- The Washington Times - Friday, April 24, 2009

Luxury full-size sport utility vehicles are a specialty segment, complete with all-in-one capability and premium comfort. These are vehicles that can tow, carry cargo and accommodate seven or eight people in style and comfort. The 2009 QX56 is Infiniti’s entry in this full-size class.

One color (Deep Garnet) has been added to the available hues this model year, and the power door-lock system now has an automatic, speed-sensing function. This largest of Infiniti vehicles can seat up to eight passengers. These leather-appointed seats are thick and comfortable, and the carpet is deeper than you’ll find in many homes.

The standard seating arrange ment includes buckets up front; second row captain’s chairs; and a 60/40 split bench for the third row. First and second rows are heated, as is the steering wheel. Row two is notable for its exceptional roominess. We discovered that this, combined with available features such as a DVD-entertainment system with flip-down 8-inch screen, wireless headphones and remote-control, may make it hard to get whoever’s inside to come outside, once you reach your destination.

If you need to carry maximum people, then you’ll want to opt for the available second-row bench. So fitted, there’s generous room for three adults. Owing to the limited amount of legroom available in the third row, it’s best suited to kids or shorter adults. Accessing that row is pretty straightforward (and easiest for the limber). The seats have the added benefit of folding to a flat floor when not needed. That’s power folding, by the way, and the switches are located conveniently in the cargo area.

Regarding cargo, it gets a very fair shake in the QX56. Capacity ranges from 20 cubic feet (with all three rows in place) to a generous 58 cubic feet with the third row folded. In max cargo mode, capacity measures a mammoth 97.1 cubic feet. The front passenger seat folds forward too, to accommodate really long items, be they lumber or ladders, with the (power) liftgate closed.

Tie-downs are sprinkled about the back to secure your load. The only ding on the cargo bay is that you need to negotiate a relatively high lift-over to reach it - at least on the 4x4 like my test vehicle.

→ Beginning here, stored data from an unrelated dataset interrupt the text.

use crate::{
    pma::{self, EndpointBuffers},
    register::{EndpointUpdate, Status},
    PeripheralPort, Register,
};
use bitflags::bitflags;
use usb_device::{endpoint::EndpointAddress, UsbDirection};

/// Endpoint transfer type
///
/// Isochronous endpoints aren't supported.
#[derive(Clone, Copy, Debug, PartialEq, Eq)]
pub enum TransferType {
    Control,
    Bulk,
    Interrupt,
}

impl TransferType {
    /// The `EP_TYPE` encoding
    const fn ep_type(self) -> u16 {
        match self {
            TransferType::Bulk => 0b00,
            TransferType::Control => 0b01,
            TransferType::Interrupt => 0b11,
        }
    }
}

bitflags! {
    /// Directions supported by an endpoint
    ///
    /// One endpoint register serves both an OUT and an IN endpoint with the
    /// same number, so an endpoint may support both.
    #[derive(Clone, Copy, Debug, PartialEq, Eq)]
    pub struct Directions: u8 {
        /// Host to device
        const OUT = 1 << 0;
        /// Device to host
        const IN = 1 << 1;
    }
}

/// Static endpoint configuration
#[derive(Clone, Copy, Debug, PartialEq, Eq)]
pub struct EndpointConfig {
    number: u8,
    directions: Directions,
    kind: TransferType,
    max_packet_size: u16,
}

impl EndpointConfig {
    /// The control endpoint, endpoint 0
    pub const fn control(max_packet_size: u16) -> Self {
        EndpointConfig {
            number: 0,
            directions: Directions::all(),
            kind: TransferType::Control,
            max_packet_size,
        }
    }

    /// A bulk endpoint
    pub const fn bulk(number: u8, directions: Directions, max_packet_size: u16) -> Self {
        EndpointConfig {
            number,
            directions,
            kind: TransferType::Bulk,
            max_packet_size,
        }
    }

    /// An interrupt endpoint
    pub const fn interrupt(number: u8, directions: Directions, max_packet_size: u16) -> Self {
        EndpointConfig {
            number,
            directions,
            kind: TransferType::Interrupt,
            max_packet_size,
        }
    }

    pub const fn number(&self) -> u8 {
        self.number
    }

    pub const fn directions(&self) -> Directions {
        self.directions
    }

    pub const fn kind(&self) -> TransferType {
        self.kind
    }

    pub const fn max_packet_size(&self) -> u16 {
        self.max_packet_size
    }
}

/// A USB endpoint
///
/// An endpoint is its configuration plus the packet memory assigned to it.
/// Its status and data toggles live in the endpoint register, and every
/// change goes through an [`EndpointUpdate`].
#[derive(Clone, Copy, Debug)]
pub struct Endpoint {
    config: EndpointConfig,
    buffers: EndpointBuffers,
}

impl Endpoint {
    pub fn new(config: EndpointConfig, buffers: EndpointBuffers) -> Self {
        Endpoint { config, buffers }
    }

    pub fn number(&self) -> u8 {
        self.config.number
    }

    pub fn max_packet_len(&self) -> usize {
        self.config.max_packet_size as usize
    }

    pub fn is_in(&self) -> bool {
        self.buffers.tx.is_some()
    }

    pub fn is_out(&self) -> bool {
        self.buffers.rx.is_some()
    }

    /// Returns the address of this endpoint in the given direction
    pub fn address(&self, direction: UsbDirection) -> EndpointAddress {
        EndpointAddress::from_parts(self.number() as usize, direction)
    }

    /// Returns the endpoint register value
    pub fn register<P: PeripheralPort>(&self, port: &P) -> u16 {
        port.read(Register::Endpoint(self.number()))
    }

    /// Apply `update` to the endpoint register
    pub fn update<P: PeripheralPort>(&self, port: &mut P, update: EndpointUpdate) {
        let register = Register::Endpoint(self.number());
        let current = port.read(register);
        port.write(register, update.value(current));
    }

    /// Enable the endpoint
    ///
    /// Assigns the address and type, clears both data toggles and any
    /// completions, arms the OUT direction and NAKs the IN direction.
    /// Directions the endpoint doesn't support are disabled.
    pub fn enable<P: PeripheralPort>(&self, port: &mut P) {
        let rx = if self.is_out() {
            Status::Valid
        } else {
            Status::Disabled
        };
        let tx = if self.is_in() {
            Status::Nak
        } else {
            Status::Disabled
        };
        self.update(
            port,
            EndpointUpdate::new()
                .configure(self.number(), self.config.kind.ep_type())
                .dtog_rx(false)
                .dtog_tx(false)
                .clear_ctr_rx()
                .clear_ctr_tx()
                .stat_rx(rx)
                .stat_tx(tx),
        );
    }

    /// Disable both directions, dropping any completions
    pub fn disable<P: PeripheralPort>(&self, port: &mut P) {
        self.update(
            port,
            EndpointUpdate::new()
                .clear_ctr_rx()
                .clear_ctr_tx()
                .stat_rx(Status::Disabled)
                .stat_tx(Status::Disabled),
        );
    }

    /// Write `buffer` to the endpoint buffer, and arm the IN direction
    ///
    /// Returns the number of bytes armed, which is constrained by the max
    /// packet length. An empty `buffer` arms a zero-length packet.
    pub fn write<P: PeripheralPort>(&self, port: &mut P, buffer: &[u8]) -> usize {
        let Some(tx) = self.buffers.tx else {
            return 0;
        };
        let size = self.max_packet_len().min(buffer.len());
        let written = pma::copy_in(port, &tx, &buffer[..size]);
        self.update(port, EndpointUpdate::new().stat_tx(Status::Valid));
        written
    }

    /// Read the last received packet into `buffer`
    ///
    /// Returns the number of bytes read into `buffer`, which is constrained by
    /// the buffer capacity, and the number of bytes received.
    pub fn read<P: PeripheralPort>(&self, port: &P, buffer: &mut [u8]) -> usize {
        self.buffers
            .rx
            .map(|rx| pma::copy_out(port, &rx, buffer))
            .unwrap_or(0)
    }

    /// Returns the number of bytes in the last received packet
    pub fn received_len<P: PeripheralPort>(&self, port: &P) -> usize {
        self.buffers
            .rx
            .map(|rx| pma::received_len(port, &rx))
            .unwrap_or(0)
    }

    /// Arm the OUT direction to receive the next packet
    pub fn schedule_read<P: PeripheralPort>(&self, port: &mut P) {
        self.update(port, EndpointUpdate::new().stat_rx(Status::Valid));
    }

    /// Clear the receive complete flag
    pub fn clear_rx_complete<P: PeripheralPort>(&self, port: &mut P) {
        self.update(port, EndpointUpdate::new().clear_ctr_rx());
    }

    /// Clear the transmit complete flag
    pub fn clear_tx_complete<P: PeripheralPort>(&self, port: &mut P) {
        self.update(port, EndpointUpdate::new().clear_ctr_tx());
    }

    /// Indicates if an IN packet is armed and not yet collected
    pub fn is_tx_busy<P: PeripheralPort>(&self, port: &P) -> bool {
        Status::tx(self.register(port)) == Status::Valid
    }

    /// Stall or unstall one direction of the endpoint
    ///
    /// Unstalling resets the data toggle, and leaves the direction
    /// where [`enable()`](Endpoint::enable) would.
    pub fn set_stalled<P: PeripheralPort>(
        &self,
        port: &mut P,
        direction: UsbDirection,
        stall: bool,
    ) {
        let update = match (direction, stall) {
            (UsbDirection::In, true) => EndpointUpdate::new().stat_tx(Status::Stall),
            (UsbDirection::Out, true) => EndpointUpdate::new().stat_rx(Status::Stall),
            (UsbDirection::In, false) => EndpointUpdate::new().stat_tx(Status::Nak).dtog_tx(false),
            (UsbDirection::Out, false) => {
                EndpointUpdate::new().stat_rx(Status::Valid).dtog_rx(false)
            }
        };
        self.update(port, update);
    }

    /// Stall both directions
    pub fn stall<P: PeripheralPort>(&self, port: &mut P) {
        self.update(
            port,
            EndpointUpdate::new()
                .stat_tx(Status::Stall)
                .stat_rx(Status::Stall),
        );
    }

    /// Indicates if a direction of the endpoint is stalled
    pub fn is_stalled<P: PeripheralPort>(&self, port: &P, direction: UsbDirection) -> bool {
        let epr = self.register(port);
        match direction {
            UsbDirection::In => Status::tx(epr) == Status::Stall,
            UsbDirection::Out => Status::rx(epr) == Status::Stall,
        }
    }
}
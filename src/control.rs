//! Control transfers on endpoint 0
//!
//! The state machine follows the host through each control transfer:
//!
//! ```text
//!            SET_ADDRESS                  status IN done, commit address
//!   Idle ---------------> AddressPending ---------------------------------> Idle
//!     |     SET_CONFIGURATION, SET_INTERFACE, ...        status IN done
//!     +-------------------------------------> AwaitStatus ---------------> Idle
//!     |     GET_DESCRIPTOR, GET_STATUS, ...               status OUT received
//!     +-------------------------------------> DescriptorTx --------------> Idle
//! ```
//!
//! Anything the device can't service is answered with STALL, and the state
//! machine returns to `Idle`. A bus reset returns to `Idle` from anywhere.

use crate::{
    data,
    descriptor::Descriptors,
    endpoint::Endpoint,
    register::{Daddr, Epr, EndpointUpdate, Status},
    request::ControlRequest,
    Application, PeripheralPort, Register, MAX_ENDPOINTS,
};
use usb_device::{
    control::{Recipient, Request, RequestType},
    endpoint::EndpointAddress,
    UsbDirection,
};

/// Feature selector for an endpoint halt
const ENDPOINT_HALT: u16 = 0;

/// Control transfer state
#[derive(Clone, Copy, Debug, PartialEq, Eq)]
pub enum State {
    /// Waiting for a SETUP
    Idle,
    /// A SET_ADDRESS status stage is in flight; the address isn't active yet
    AddressPending,
    /// A no-data request's status stage is in flight
    AwaitStatus,
    /// Sending an IN data stage, then waiting for the host's status OUT
    DescriptorTx,
}

/// Everything the dispatcher touches while servicing endpoint 0
pub(crate) struct Context<'a, P, A> {
    pub port: &'a mut P,
    pub app: &'a mut A,
    pub ep0: &'a Endpoint,
    /// Data endpoints, indexed by number; slot 0 is unused
    pub endpoints: &'a [Option<Endpoint>; MAX_ENDPOINTS],
    pub descriptors: &'a Descriptors,
}

/// The endpoint 0 state machine
#[derive(Debug)]
pub(crate) struct Control {
    state: State,
    /// Address from SET_ADDRESS, committed after the status stage
    address: u8,
    configuration: u8,
    /// Data stage bytes that haven't been armed yet
    remaining: &'static [u8],
    /// Close the data stage with a zero-length packet
    zlp: bool,
}

impl Control {
    pub const fn new() -> Self {
        Control {
            state: State::Idle,
            address: 0,
            configuration: 0,
            remaining: &[],
            zlp: false,
        }
    }

    pub fn state(&self) -> State {
        self.state
    }

    pub fn configuration(&self) -> u8 {
        self.configuration
    }

    /// Return to the default state, unaddressed and unconfigured
    pub fn reset(&mut self) {
        *self = Self::new();
    }

    fn end_transfer(&mut self) {
        self.state = State::Idle;
        self.remaining = &[];
        self.zlp = false;
    }

    /// Stall endpoint 0, and wait for the next SETUP
    fn stall<P: PeripheralPort, A>(&mut self, cx: &mut Context<'_, P, A>) {
        cx.ep0.stall(cx.port);
        self.end_transfer();
    }

    /// Arm a zero-length status packet
    fn status_in<P: PeripheralPort, A>(&mut self, cx: &mut Context<'_, P, A>, next: State) {
        cx.ep0.write(cx.port, &[]);
        self.state = next;
    }

    /// Start an IN data stage from static data, bounded by `length`
    fn data_in<P: PeripheralPort, A>(
        &mut self,
        cx: &mut Context<'_, P, A>,
        data: &'static [u8],
        length: u16,
    ) {
        if length == 0 {
            return self.status_in(cx, State::AwaitStatus);
        }
        let total = data.len().min(length as usize);
        let max_packet_len = cx.ep0.max_packet_len();
        let (first, rest) = data[..total].split_at(total.min(max_packet_len));
        cx.ep0.write(cx.port, first);
        self.remaining = rest;
        self.zlp = total != 0 && total % max_packet_len == 0 && total < length as usize;
        self.state = State::DescriptorTx;
    }

    /// Send a reply that always fits in one packet
    fn reply<P: PeripheralPort, A>(&mut self, cx: &mut Context<'_, P, A>, bytes: &[u8], length: u16) {
        if length == 0 {
            return self.status_in(cx, State::AwaitStatus);
        }
        let len = bytes.len().min(length as usize);
        cx.ep0.write(cx.port, &bytes[..len]);
        self.remaining = &[];
        self.zlp = false;
        self.state = State::DescriptorTx;
    }

    /// Endpoint 0 received a SETUP or an OUT packet
    pub fn on_receive<P: PeripheralPort, A: Application>(&mut self, cx: &mut Context<'_, P, A>) {
        let epr = cx.ep0.register(cx.port);
        cx.ep0.clear_rx_complete(cx.port);

        if epr & Epr::CTR_TX.bits() != 0 {
            // The host collected the previous IN packet before sending this one
            self.on_send(cx);
        }

        if epr & Epr::SETUP.bits() == 0 {
            if self.state == State::DescriptorTx && cx.ep0.received_len(cx.port) == 0 {
                // Status stage; drop whatever is left of the data stage
                cx.ep0.update(cx.port, EndpointUpdate::new().stat_tx(Status::Nak));
                self.end_transfer();
            }
            cx.ep0.schedule_read(cx.port);
            return;
        }

        self.end_transfer();

        let mut packet = [0; ControlRequest::SIZE];
        let len = cx.ep0.read(cx.port, &mut packet);
        let request = match ControlRequest::parse(&packet[..len]) {
            Ok(request) => request,
            Err(_) => {
                warn!("EP0 SETUP TOO SHORT {}", len);
                return self.stall(cx);
            }
        };
        debug!(
            "SETUP {:02X} {} {:04X} {} {}",
            packet[0],
            request.request,
            request.value,
            request.index,
            request.length
        );

        if self.dispatch(cx, &request) {
            cx.ep0.schedule_read(cx.port);
        } else {
            warn!("EP0 STALL {:02X} {}", packet[0], request.request);
            self.stall(cx);
        }
    }

    /// Service a standard request
    ///
    /// Returns `false` if the request should be stalled.
    fn dispatch<P: PeripheralPort, A: Application>(
        &mut self,
        cx: &mut Context<'_, P, A>,
        request: &ControlRequest,
    ) -> bool {
        let out = request.direction == UsbDirection::Out;
        match (request.request_type, request.recipient, request.request) {
            (RequestType::Standard, Recipient::Device, Request::SET_ADDRESS) if out => {
                if request.value > Daddr::ADD.bits() {
                    return false;
                }
                self.address = request.value as u8;
                self.status_in(cx, State::AddressPending);
            }
            (RequestType::Standard, Recipient::Device, Request::SET_CONFIGURATION) if out => {
                return self.set_configuration(cx, request.value);
            }
            (RequestType::Standard, Recipient::Device, Request::GET_DESCRIPTOR) if !out => {
                let (kind, _) = request.descriptor_type_index();
                match cx.descriptors.get(kind) {
                    Some(descriptor) => self.data_in(cx, descriptor, request.length),
                    None => return false,
                }
            }
            (RequestType::Standard, Recipient::Device, Request::GET_CONFIGURATION) if !out => {
                let configuration = [self.configuration];
                self.reply(cx, &configuration, request.length);
            }
            (RequestType::Standard, recipient, Request::GET_STATUS) if !out => {
                let status = match recipient {
                    Recipient::Device => [cx.descriptors.self_powered() as u8, 0],
                    Recipient::Interface => [0, 0],
                    Recipient::Endpoint => match self.endpoint(cx, request.index) {
                        Some((ep, direction)) => [ep.is_stalled(cx.port, direction) as u8, 0],
                        None => return false,
                    },
                    _ => return false,
                };
                self.reply(cx, &status, request.length);
            }
            (RequestType::Standard, Recipient::Interface, Request::SET_INTERFACE) if out => {
                // Only one alternate setting
                self.status_in(cx, State::AwaitStatus);
            }
            (
                RequestType::Standard,
                Recipient::Device | Recipient::Interface | Recipient::Endpoint,
                Request::CLEAR_FEATURE,
            ) if out => {
                if request.recipient == Recipient::Endpoint
                    && request.value == ENDPOINT_HALT
                    && !self.set_halt(cx, request.index, false)
                {
                    return false;
                }
                self.status_in(cx, State::AwaitStatus);
            }
            (RequestType::Standard, Recipient::Endpoint, Request::SET_FEATURE)
                if out && request.value == ENDPOINT_HALT =>
            {
                if !self.set_halt(cx, request.index, true) {
                    return false;
                }
                self.status_in(cx, State::AwaitStatus);
            }
            _ => return false,
        }
        true
    }

    /// Find the endpoint addressed by a request's `wIndex`
    ///
    /// Endpoint 0 is always available. Data endpoints are only available once
    /// configured, and only in the directions they support.
    fn endpoint<'a, P, A>(
        &self,
        cx: &Context<'a, P, A>,
        index: u16,
    ) -> Option<(&'a Endpoint, UsbDirection)> {
        let address = EndpointAddress::from(index as u8);
        let direction = address.direction();
        if address.index() == 0 {
            return Some((cx.ep0, direction));
        }
        if self.configuration == 0 {
            return None;
        }
        let ep = cx.endpoints.get(address.index())?.as_ref()?;
        let supported = match direction {
            UsbDirection::In => ep.is_in(),
            UsbDirection::Out => ep.is_out(),
        };
        supported.then_some((ep, direction))
    }

    /// Set or clear the halt of the endpoint addressed by `index`
    ///
    /// Endpoint 0 is left untouched, since its status stage follows and the
    /// next SETUP clears any stall. Returns `false` if there's no such endpoint.
    fn set_halt<P: PeripheralPort, A>(
        &self,
        cx: &mut Context<'_, P, A>,
        index: u16,
        halt: bool,
    ) -> bool {
        match self.endpoint(cx, index) {
            Some((ep, _)) if ep.number() == 0 => true,
            Some((ep, direction)) => {
                ep.set_stalled(cx.port, direction, halt);
                true
            }
            None => false,
        }
    }

    fn set_configuration<P: PeripheralPort, A: Application>(
        &mut self,
        cx: &mut Context<'_, P, A>,
        value: u16,
    ) -> bool {
        if value == 0 {
            data::disable(cx.port, cx.endpoints);
        } else if value == cx.descriptors.configuration_value() as u16 {
            data::enable(cx.port, cx.endpoints);
        } else {
            return false;
        }
        self.configuration = value as u8;
        debug!("CONFIGURED {}", self.configuration);
        cx.app.on_configured(self.configuration);
        if self.configuration != 0 {
            data::prime(cx.port, cx.endpoints, cx.app);
        }
        self.status_in(cx, State::AwaitStatus);
        true
    }

    /// Endpoint 0 finished sending a packet
    pub fn on_send<P: PeripheralPort, A: Application>(&mut self, cx: &mut Context<'_, P, A>) {
        cx.ep0.clear_tx_complete(cx.port);
        match self.state {
            State::AddressPending => {
                cx.port.write(
                    Register::Address,
                    Daddr::EF.bits() | (self.address as u16 & Daddr::ADD.bits()),
                );
                debug!("ADDRESS {}", self.address);
                cx.app.on_addressed(self.address);
                self.state = State::Idle;
            }
            State::AwaitStatus => self.state = State::Idle,
            State::DescriptorTx => {
                if !self.remaining.is_empty() {
                    let len = self.remaining.len().min(cx.ep0.max_packet_len());
                    let (next, rest) = self.remaining.split_at(len);
                    cx.ep0.write(cx.port, next);
                    self.remaining = rest;
                } else if self.zlp {
                    cx.ep0.write(cx.port, &[]);
                    self.zlp = false;
                }
                // Otherwise, wait for the host's status OUT
            }
            State::Idle => {
                warn!("EP0 UNEXPECTED IN COMPLETE");
                self.stall(cx);
            }
        }
    }
}
//! Register access for the USB peripheral
//!
//! [`RegisterPort`] implements [`PeripheralPort`] over the memory-mapped
//! registers and packet memory. Use it on hardware.
//!
//! The packet memory is 512 bytes of 16-bit words, but the CPU sees each word
//! in the lower half of a 32-bit slot. Packet memory offset `n` lives at CPU
//! address `base + 2 * n`.

#![allow(non_snake_case, non_upper_case_globals)]

use crate::{pma::PMA_SIZE, PeripheralPort, Peripherals, Register, MAX_ENDPOINTS};
use ral_registers::{read_reg, write_reg, RWRegister};

/// USB peripheral registers
#[repr(C)]
pub struct RegisterBlock {
    pub EPR: [RWRegister<u32>; MAX_ENDPOINTS],
    _reserved: [u32; 8],
    pub CNTR: RWRegister<u32>,
    pub ISTR: RWRegister<u32>,
    pub FNR: RWRegister<u32>,
    pub DADDR: RWRegister<u32>,
    pub BTABLE: RWRegister<u32>,
}

const _: [(); 1] = [(); (core::mem::size_of::<RegisterBlock>() == 0x54) as usize];

/// Packet memory, as the CPU sees it
#[repr(C)]
pub struct PacketMemoryBlock {
    pub WORDS: [RWRegister<u32>; PMA_SIZE / 2],
}

pub mod CNTR {
    pub mod FRES {
        pub const offset: u32 = 0;
        pub const mask: u32 = 1 << offset;
        pub mod RW {}
        pub mod R {}
        pub mod W {}
    }
    pub mod PDWN {
        pub const offset: u32 = 1;
        pub const mask: u32 = 1 << offset;
        pub mod RW {}
        pub mod R {}
        pub mod W {}
    }
}

/// Memory-mapped access to a USB peripheral
pub struct RegisterPort {
    usb: &'static RegisterBlock,
    pma: &'static PacketMemoryBlock,
}

// Safety: the port exclusively owns the peripheral, per `Peripherals`.
unsafe impl Send for RegisterPort {}

impl RegisterPort {
    /// Take the USB peripheral
    ///
    /// The peripheral is held in reset, and powered down, until the device
    /// initializes it.
    pub fn new<P: Peripherals>(peripherals: P) -> Self {
        // Safety: the addresses are valid for the peripheral's lifetime, and
        // nothing else uses them.
        let (usb, pma) = unsafe {
            (
                &*(peripherals.usb() as *const RegisterBlock),
                &*(peripherals.packet_memory() as *const PacketMemoryBlock),
            )
        };
        write_reg!(crate::ral, usb, CNTR, FRES: 1, PDWN: 1);
        RegisterPort { usb, pma }
    }
}

impl PeripheralPort for RegisterPort {
    fn read(&self, register: Register) -> u16 {
        let value = match register {
            Register::Endpoint(ep) => self.usb.EPR[ep as usize].read(),
            Register::Control => read_reg!(crate::ral, self.usb, CNTR),
            Register::Status => read_reg!(crate::ral, self.usb, ISTR),
            Register::Address => read_reg!(crate::ral, self.usb, DADDR),
            Register::BufferTable => read_reg!(crate::ral, self.usb, BTABLE),
        };
        value as u16
    }

    fn write(&mut self, register: Register, value: u16) {
        let value = value as u32;
        match register {
            Register::Endpoint(ep) => self.usb.EPR[ep as usize].write(value),
            Register::Control => write_reg!(crate::ral, self.usb, CNTR, value),
            Register::Status => write_reg!(crate::ral, self.usb, ISTR, value),
            Register::Address => write_reg!(crate::ral, self.usb, DADDR, value),
            Register::BufferTable => write_reg!(crate::ral, self.usb, BTABLE, value),
        }
    }

    fn read_pma(&self, offset: usize) -> u16 {
        self.pma.WORDS[offset / 2].read() as u16
    }

    fn write_pma(&mut self, offset: usize, value: u16) {
        self.pma.WORDS[offset / 2].write(value as u32);
    }
}
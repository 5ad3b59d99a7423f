use usb_device::{
    control::{Recipient, RequestType},
    Result, UsbDirection, UsbError,
};

/// A control request, parsed from an 8-byte SETUP packet
#[derive(Clone, Copy, Debug, PartialEq, Eq)]
pub struct ControlRequest {
    pub direction: UsbDirection,
    pub request_type: RequestType,
    pub recipient: Recipient,
    pub request: u8,
    pub value: u16,
    pub index: u16,
    pub length: u16,
}

impl ControlRequest {
    /// Size of a SETUP packet
    pub const SIZE: usize = 8;

    /// Parse a SETUP packet
    ///
    /// Fails with `ParseError` if `packet` is shorter than 8 bytes. Extra
    /// bytes are ignored.
    pub fn parse(packet: &[u8]) -> Result<Self> {
        if packet.len() < Self::SIZE {
            return Err(UsbError::ParseError);
        }
        let bm_request_type = packet[0];
        let request_type = match (bm_request_type >> 5) & 0b11 {
            0 => RequestType::Standard,
            1 => RequestType::Class,
            2 => RequestType::Vendor,
            _ => RequestType::Reserved,
        };
        let recipient = match bm_request_type & 0b1_1111 {
            0 => Recipient::Device,
            1 => Recipient::Interface,
            2 => Recipient::Endpoint,
            3 => Recipient::Other,
            _ => Recipient::Reserved,
        };
        Ok(ControlRequest {
            direction: bm_request_type.into(),
            request_type,
            recipient,
            request: packet[1],
            value: u16::from_le_bytes([packet[2], packet[3]]),
            index: u16::from_le_bytes([packet[4], packet[5]]),
            length: u16::from_le_bytes([packet[6], packet[7]]),
        })
    }

    /// Returns the descriptor type and index of a GET_DESCRIPTOR request
    pub fn descriptor_type_index(&self) -> (u8, u8) {
        ((self.value >> 8) as u8, self.value as u8)
    }
}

Back upfront, the driver’s visibility is good in all directions, and given the amount of features on a luxury vehicle like this, the layout of controls is neither overwhelming nor overly distracting.

That’s a plus, because in the luxury segment, manufacturers have a tendency to overthink the controls. As a result, some technology-packed vehicles feel like they should come equipped with an engineer to explain it all.

A 12-speaker premium Bose sound system is standard equipment. Redundant controls on the steering wheel allow easy access without undue distraction. Also standard is a navigation system with a 7-inch screen and available real-time traffic information via XM NavTraffic. Adding an entertainment system in back, however, means sacrificing a big piece of the covered center console space to the DVD player.

The Infiniti’s engine is a 5.6-liter V-8, linked to a smooth, five-speed automatic transmission. A QX56 is no lightweight - in 4x4 trim like my test truck, it weighs about 6,000 pounds. But the 5.6L has enough thrust to effortlessly power the big SUV. Making 320 horsepower and 393 lb.-ft. of torque, it’s quick around town, cruises easily at highway speeds and has plenty of pulling power.

The QX56 can be equipped to tow up to 9,000 pounds (4x2); 8,900 pounds (4x4). With all this size and strength, it’s no surprise that gas mileage is underwhelming. The EPA rates fuel economy in the 4x4 at 12 miles per gallon city and 17 mpg highway. I averaged 16 mpg during a week of mixed city/highway driving.

Infiniti’s All-Mode 4x4 system has an electronically controlled, part-time transfer case. The driver can select from four settings (2WD, AUTO, 4HI, 4LO) by twisting a dash-mounted knob. The system will automatically distribute engine torque to all four wheels (up to a 50/50 front/rear split) as road conditions dictate. Ride quality is worthy of the longest road trip, and the auto-leveling, rear air suspension system maintains a uniform ground clearance and departure angle when towing or carrying a heavy load.

Classy and capable, the QX56 meets every requirement for a large luxury SUV. It’s big enough to carry people and their cargo and tow heavy, too. The elegant way QX56 goes about its business makes it worthy of a test-drive by anyone shopping this specialty segment.